The third mistake is forgetting to free owned keys or owned values.

The fourth mistake is depending on iteration order.

The fifth mistake is keeping `entry.value_ptr` or `entry.key_ptr` after inserting more items into the map.

## A Useful Mental Model

A `StringHashMap` is a lookup table from text to data.

```text
text -> value
```

Examples:

```text
"alice" -> User
"main.zig" -> FileInfo
"while" -> TokenKind.keyword_while
"Content-Type" -> "application/json"
```

The map compares strings by their bytes.

The map owns its internal table.

Your program decides who owns the string data used as keys and values.

## Summary

Use `std.StringHashMap(V)` when your keys are strings.

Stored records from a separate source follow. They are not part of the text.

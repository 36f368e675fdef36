//! Shared fixtures for the workspace integration tests.

use std::fs;
use std::path::{Path, PathBuf};

use inflam_data::{parse_csv, InflammationTable};

pub const SMALL_CSV: &str = include_str!("../fixtures/inflammation-small.csv");

/// Six patients over twelve days.
pub fn small_table() -> InflammationTable {
    parse_csv(SMALL_CSV).expect("small fixture parses")
}

/// Copy the small fixture into `dir` under `name` and return its path.
pub fn write_small_fixture(dir: &Path, name: &str) -> PathBuf {
    let path = dir.join(name);
    fs::write(&path, SMALL_CSV).expect("write fixture");
    path
}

It is one of the most common containers in Zig programs.

The main rules are:

Use string literals freely when they live for the whole program.

Copy temporary strings into owned memory before storing them.

Free owned keys and values yourself.

Do not depend on iteration order.

Do not keep pointers into the map across inserts or other operations that may resize it.